» **Stored items from a collection**
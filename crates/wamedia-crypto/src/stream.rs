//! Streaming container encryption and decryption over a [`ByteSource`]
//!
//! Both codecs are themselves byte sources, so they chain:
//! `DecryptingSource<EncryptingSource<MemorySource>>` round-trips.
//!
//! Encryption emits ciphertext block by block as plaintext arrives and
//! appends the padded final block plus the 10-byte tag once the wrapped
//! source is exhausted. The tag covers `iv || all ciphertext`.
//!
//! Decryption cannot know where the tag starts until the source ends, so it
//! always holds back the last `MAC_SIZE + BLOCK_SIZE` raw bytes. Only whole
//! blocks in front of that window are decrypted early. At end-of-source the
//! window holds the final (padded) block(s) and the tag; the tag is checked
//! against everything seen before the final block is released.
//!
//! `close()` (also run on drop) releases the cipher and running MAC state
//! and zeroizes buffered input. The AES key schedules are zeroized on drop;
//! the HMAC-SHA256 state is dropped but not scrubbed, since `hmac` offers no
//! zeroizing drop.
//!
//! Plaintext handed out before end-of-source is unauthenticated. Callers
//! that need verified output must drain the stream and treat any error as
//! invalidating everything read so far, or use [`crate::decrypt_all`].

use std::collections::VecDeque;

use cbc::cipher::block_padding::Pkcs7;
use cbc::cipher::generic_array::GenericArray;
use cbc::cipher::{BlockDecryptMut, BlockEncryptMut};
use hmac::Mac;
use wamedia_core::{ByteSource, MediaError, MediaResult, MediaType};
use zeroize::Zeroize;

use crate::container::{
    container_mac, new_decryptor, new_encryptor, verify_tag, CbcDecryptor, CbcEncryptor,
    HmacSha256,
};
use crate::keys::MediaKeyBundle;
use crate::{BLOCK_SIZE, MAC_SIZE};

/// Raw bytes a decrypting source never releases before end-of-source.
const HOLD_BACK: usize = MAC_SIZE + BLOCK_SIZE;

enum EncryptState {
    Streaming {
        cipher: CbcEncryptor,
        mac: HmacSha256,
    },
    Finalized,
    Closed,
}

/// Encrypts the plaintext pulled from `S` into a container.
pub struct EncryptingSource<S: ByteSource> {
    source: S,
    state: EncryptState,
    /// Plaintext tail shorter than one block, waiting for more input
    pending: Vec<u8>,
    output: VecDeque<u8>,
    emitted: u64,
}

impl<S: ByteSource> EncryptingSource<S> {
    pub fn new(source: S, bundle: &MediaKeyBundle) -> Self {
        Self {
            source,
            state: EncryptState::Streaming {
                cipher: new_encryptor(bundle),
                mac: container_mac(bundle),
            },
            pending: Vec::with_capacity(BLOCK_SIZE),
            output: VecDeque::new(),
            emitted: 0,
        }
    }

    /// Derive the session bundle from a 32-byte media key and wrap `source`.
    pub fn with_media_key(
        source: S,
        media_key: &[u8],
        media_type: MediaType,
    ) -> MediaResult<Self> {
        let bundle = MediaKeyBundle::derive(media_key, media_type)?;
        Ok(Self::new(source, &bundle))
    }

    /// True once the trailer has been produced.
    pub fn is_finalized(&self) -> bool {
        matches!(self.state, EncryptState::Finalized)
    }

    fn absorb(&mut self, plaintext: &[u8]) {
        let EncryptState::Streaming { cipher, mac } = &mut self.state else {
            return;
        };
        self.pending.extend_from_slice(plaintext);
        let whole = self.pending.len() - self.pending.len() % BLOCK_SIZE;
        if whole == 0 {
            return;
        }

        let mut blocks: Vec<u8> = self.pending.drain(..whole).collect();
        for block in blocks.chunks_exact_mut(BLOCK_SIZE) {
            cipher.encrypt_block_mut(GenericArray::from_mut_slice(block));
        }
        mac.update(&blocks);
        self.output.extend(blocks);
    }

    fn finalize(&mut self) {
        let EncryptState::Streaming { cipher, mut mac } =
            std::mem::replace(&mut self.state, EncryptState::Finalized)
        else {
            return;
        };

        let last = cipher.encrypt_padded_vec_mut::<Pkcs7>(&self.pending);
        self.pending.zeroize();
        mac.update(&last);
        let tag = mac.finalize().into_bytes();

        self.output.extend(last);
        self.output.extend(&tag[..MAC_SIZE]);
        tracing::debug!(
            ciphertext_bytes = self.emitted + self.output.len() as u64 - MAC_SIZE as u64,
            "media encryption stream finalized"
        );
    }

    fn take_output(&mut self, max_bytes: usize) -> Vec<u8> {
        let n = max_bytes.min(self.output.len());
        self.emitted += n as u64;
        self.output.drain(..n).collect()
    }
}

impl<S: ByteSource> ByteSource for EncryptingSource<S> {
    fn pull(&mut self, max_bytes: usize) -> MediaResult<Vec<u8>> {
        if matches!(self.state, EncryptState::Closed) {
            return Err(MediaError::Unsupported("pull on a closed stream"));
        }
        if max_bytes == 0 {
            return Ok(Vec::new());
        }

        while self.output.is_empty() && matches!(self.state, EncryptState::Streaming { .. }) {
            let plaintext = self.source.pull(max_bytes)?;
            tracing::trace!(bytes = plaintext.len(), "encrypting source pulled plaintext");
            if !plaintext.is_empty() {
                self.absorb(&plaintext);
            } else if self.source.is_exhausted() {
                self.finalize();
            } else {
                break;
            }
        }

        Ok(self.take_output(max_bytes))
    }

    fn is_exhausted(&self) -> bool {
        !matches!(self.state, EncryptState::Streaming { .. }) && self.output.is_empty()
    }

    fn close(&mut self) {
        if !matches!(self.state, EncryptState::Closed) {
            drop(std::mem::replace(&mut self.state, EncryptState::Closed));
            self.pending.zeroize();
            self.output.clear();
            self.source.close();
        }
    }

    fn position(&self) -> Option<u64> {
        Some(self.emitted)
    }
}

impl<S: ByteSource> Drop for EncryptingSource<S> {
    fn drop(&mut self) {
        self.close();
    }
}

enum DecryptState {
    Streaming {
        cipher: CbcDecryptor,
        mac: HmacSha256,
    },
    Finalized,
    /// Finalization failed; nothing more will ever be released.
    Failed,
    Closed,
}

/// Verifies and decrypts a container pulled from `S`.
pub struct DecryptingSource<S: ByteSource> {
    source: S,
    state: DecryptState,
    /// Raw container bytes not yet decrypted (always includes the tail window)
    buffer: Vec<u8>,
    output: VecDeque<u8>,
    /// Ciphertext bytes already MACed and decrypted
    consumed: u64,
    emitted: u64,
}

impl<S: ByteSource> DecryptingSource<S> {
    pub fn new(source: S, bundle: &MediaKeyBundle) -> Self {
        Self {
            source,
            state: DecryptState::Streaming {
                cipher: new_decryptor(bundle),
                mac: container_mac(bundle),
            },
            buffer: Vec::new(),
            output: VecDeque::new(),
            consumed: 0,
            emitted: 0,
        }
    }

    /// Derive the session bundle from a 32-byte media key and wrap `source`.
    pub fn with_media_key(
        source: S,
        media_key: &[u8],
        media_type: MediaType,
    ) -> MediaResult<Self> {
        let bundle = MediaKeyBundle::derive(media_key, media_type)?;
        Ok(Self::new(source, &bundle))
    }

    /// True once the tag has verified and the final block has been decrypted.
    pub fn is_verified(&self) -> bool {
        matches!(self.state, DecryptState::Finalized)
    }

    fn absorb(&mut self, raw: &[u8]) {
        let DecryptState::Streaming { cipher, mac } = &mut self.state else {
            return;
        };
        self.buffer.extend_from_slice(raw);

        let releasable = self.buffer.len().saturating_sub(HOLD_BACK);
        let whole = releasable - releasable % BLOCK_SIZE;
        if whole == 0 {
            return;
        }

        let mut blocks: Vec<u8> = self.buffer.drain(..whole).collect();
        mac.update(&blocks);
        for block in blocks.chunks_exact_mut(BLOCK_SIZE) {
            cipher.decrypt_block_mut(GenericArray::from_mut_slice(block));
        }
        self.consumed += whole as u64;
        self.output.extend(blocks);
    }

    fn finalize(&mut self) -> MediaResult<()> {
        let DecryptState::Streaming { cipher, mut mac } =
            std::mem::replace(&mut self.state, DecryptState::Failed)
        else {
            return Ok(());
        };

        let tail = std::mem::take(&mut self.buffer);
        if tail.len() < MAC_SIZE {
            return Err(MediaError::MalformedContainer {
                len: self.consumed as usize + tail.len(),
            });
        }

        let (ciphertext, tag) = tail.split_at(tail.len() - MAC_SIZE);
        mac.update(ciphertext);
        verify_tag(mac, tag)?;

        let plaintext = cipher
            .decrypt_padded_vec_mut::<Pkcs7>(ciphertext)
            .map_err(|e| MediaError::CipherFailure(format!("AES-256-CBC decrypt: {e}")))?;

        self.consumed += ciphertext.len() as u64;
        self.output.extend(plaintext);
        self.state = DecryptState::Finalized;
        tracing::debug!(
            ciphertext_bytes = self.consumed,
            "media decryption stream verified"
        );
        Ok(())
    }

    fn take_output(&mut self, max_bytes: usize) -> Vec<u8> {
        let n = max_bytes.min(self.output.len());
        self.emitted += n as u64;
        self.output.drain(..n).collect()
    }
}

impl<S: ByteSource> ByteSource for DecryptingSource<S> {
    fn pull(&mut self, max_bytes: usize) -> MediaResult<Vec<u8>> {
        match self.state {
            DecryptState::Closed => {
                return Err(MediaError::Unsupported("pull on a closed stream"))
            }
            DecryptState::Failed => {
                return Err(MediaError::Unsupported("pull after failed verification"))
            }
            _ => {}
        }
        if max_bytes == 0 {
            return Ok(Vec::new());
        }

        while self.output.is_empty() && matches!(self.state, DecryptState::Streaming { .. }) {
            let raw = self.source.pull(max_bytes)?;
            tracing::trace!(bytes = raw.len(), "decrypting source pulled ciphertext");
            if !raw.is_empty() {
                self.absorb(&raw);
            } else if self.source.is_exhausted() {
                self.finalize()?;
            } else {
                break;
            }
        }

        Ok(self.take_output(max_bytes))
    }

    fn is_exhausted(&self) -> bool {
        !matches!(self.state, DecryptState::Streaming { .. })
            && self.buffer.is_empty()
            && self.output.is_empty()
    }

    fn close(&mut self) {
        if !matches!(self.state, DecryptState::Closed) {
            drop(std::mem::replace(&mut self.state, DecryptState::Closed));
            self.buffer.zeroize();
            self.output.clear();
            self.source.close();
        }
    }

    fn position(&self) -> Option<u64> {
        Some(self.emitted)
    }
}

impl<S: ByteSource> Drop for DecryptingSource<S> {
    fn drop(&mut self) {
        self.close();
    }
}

...

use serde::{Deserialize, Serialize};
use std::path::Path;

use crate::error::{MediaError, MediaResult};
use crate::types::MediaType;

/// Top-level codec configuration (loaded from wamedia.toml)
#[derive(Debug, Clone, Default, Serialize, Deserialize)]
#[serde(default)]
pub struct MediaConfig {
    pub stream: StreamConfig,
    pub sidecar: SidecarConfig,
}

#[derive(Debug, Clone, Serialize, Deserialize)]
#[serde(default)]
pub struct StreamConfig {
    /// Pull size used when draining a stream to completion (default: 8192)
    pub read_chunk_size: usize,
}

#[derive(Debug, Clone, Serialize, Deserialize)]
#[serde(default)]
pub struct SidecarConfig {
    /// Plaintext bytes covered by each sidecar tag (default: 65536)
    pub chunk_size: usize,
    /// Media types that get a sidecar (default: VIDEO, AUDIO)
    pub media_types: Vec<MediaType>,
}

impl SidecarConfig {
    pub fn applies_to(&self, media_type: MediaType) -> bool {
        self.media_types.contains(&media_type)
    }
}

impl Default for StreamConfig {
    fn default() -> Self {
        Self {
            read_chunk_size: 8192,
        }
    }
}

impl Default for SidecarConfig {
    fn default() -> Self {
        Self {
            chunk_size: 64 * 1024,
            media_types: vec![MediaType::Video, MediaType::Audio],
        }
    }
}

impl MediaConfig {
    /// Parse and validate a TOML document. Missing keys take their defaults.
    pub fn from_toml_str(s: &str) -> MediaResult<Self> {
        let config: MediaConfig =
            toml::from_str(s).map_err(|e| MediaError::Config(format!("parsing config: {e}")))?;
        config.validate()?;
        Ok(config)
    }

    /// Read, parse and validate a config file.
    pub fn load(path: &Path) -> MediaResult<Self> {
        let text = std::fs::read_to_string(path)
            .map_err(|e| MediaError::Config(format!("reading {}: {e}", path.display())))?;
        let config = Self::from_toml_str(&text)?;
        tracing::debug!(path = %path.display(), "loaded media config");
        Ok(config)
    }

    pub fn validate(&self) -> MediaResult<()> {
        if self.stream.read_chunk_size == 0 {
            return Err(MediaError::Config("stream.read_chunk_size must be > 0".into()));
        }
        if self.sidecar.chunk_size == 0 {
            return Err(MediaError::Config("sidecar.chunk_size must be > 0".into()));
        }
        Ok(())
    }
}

» **Your objective**
With the line that has "filename crates/wamedia-crypto/src/stream.rs" as the first and the line that has "zeroized on drop;" as the last, repeat exactly that run of lines above and no more.

» **Expected output**
filename crates/wamedia-crypto/src/stream.rs
//! Streaming container encryption and decryption over a [`ByteSource`]
//!
//! Both codecs are themselves byte sources, so they chain:
//! `DecryptingSource<EncryptingSource<MemorySource>>` round-trips.
//!
//! Encryption emits ciphertext block by block as plaintext arrives and
//! appends the padded final block plus the 10-byte tag once the wrapped
//! source is exhausted. The tag covers `iv || all ciphertext`.
//!
//! Decryption cannot know where the tag starts until the source ends, so it
//! always holds back the last `MAC_SIZE + BLOCK_SIZE` raw bytes. Only whole
//! blocks in front of that window are decrypted early. At end-of-source the
//! window holds the final (padded) block(s) and the tag; the tag is checked
//! against everything seen before the final block is released.
//!
//! `close()` (also run on drop) releases the cipher and running MAC state
//! and zeroizes buffered input. The AES key schedules are zeroized on drop;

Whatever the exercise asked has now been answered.